By 1986 the Brotherhood controlled 40 percent of all the mosques and the 7,000-student Islamic University in Gaza. At the time, Israeli authorities saw the Brotherhood as a counterbalance to the secular PLO and contributed to the Brotherhood’s cause through favors and donations to mosques and schools.3 Israeli donations to the Brotherhood were reported to be in the millions of dollars.4

When Hamas emerged from the Brotherhood, however, it turned out that Israel had helped create an enemy motived not only by the nationalism of the PLO but by the religious fervor of Islam.

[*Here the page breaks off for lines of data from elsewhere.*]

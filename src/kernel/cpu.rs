use std::sync::Arc;
use std::thread::{self, JoinHandle};

use super::processor::Processor;
use super::run_state::RunState;
use super::short_term_scheduler::SchedulingPolicy;
use super::{aging, Timing};

use crate::error::SimulationError;

/// A running thread of the simulation: either a processor's scheduling
/// worker or a priority processor's aging loop.
pub(crate) struct CpuThread {
    label: String,
    handle: JoinHandle<()>,
}

impl CpuThread {
    pub fn spawn_worker(
        processor: Arc<Processor>,
        run_state: Arc<RunState>,
        timing: Timing,
    ) -> Result<CpuThread, SimulationError> {
        let label = format!("cpu-{}", processor.get_index());
        let policy = SchedulingPolicy::new(processor.get_policy(), &timing);

        // Registered before the thread starts so a suspend issued right
        // after spawning already waits for this worker.
        let participant = run_state.gate().register();

        Self::spawn(label, move || {
            policy.run(&processor, &run_state, &participant, &timing);
        })
    }

    pub fn spawn_aging(
        processor: Arc<Processor>,
        run_state: Arc<RunState>,
        timing: Timing,
    ) -> Result<CpuThread, SimulationError> {
        let label = format!("aging-{}", processor.get_index());
        let participant = run_state.gate().register();

        Self::spawn(label, move || {
            aging::run(&processor, &run_state, &participant, &timing);
        })
    }

    fn spawn<F>(label: String, body: F) -> Result<CpuThread, SimulationError>
    where
        F: FnOnce() + Send + 'static,
    {
        let handle = thread::Builder::new()
            .name(label.clone())
            .spawn(body)
            .map_err(|source| SimulationError::Spawn {
                label: label.clone(),
                source,
            })?;

        Ok(CpuThread { label, handle })
    }

    pub fn get_label(&self) -> &str {
        &self.label
    }

    /// True once the thread has returned or unwound.
    pub fn is_finished(&self) -> bool {
        self.handle.is_finished()
    }

    pub fn join(self) -> Result<(), SimulationError> {
        self.handle
            .join()
            .map_err(|_| SimulationError::ThreadPanicked(self.label))
    }
}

Hamas quickly gained support because of its Islamic credentials and the absence of corruption that many attached to PLO officials. Moreover, it dazzled many Palestinians with its daring attacks carried out by its military wing, the Izzidine (Brigade) Qassam, named after a prominent Palestinian Islamic nationalist who was killed by the British in 1935. The brigade was founded in 1990.5

Hamas’ charter, combining the ideas of Palestinian nationalism and religious fundamentalism, pledged the group to carry out armed struggle, work for the destruction of Israel, the replacement of the PLO, and to raise “the banner of Allah over every inch of Palestine.” Hamas justified its attacks by saying they were against Israeli military personnel and that U.N. General Assembly Resolution 2649 had affirmed the legitimacy of armed struggle by Palestinians.6

Hamas published a newsletter, first called Hamas but later changed to Al-Thabat, or “to build.” In the pages of Al-Thabat, Hamas opposed the Madrid peace conference, calling it a Zionist ploy to buy time. “Our enemy does not rush toward the peace that some among us desire,” the newsletter said. “Rather, the peace he wants is, in actuality, submission or resignation to the status quo.”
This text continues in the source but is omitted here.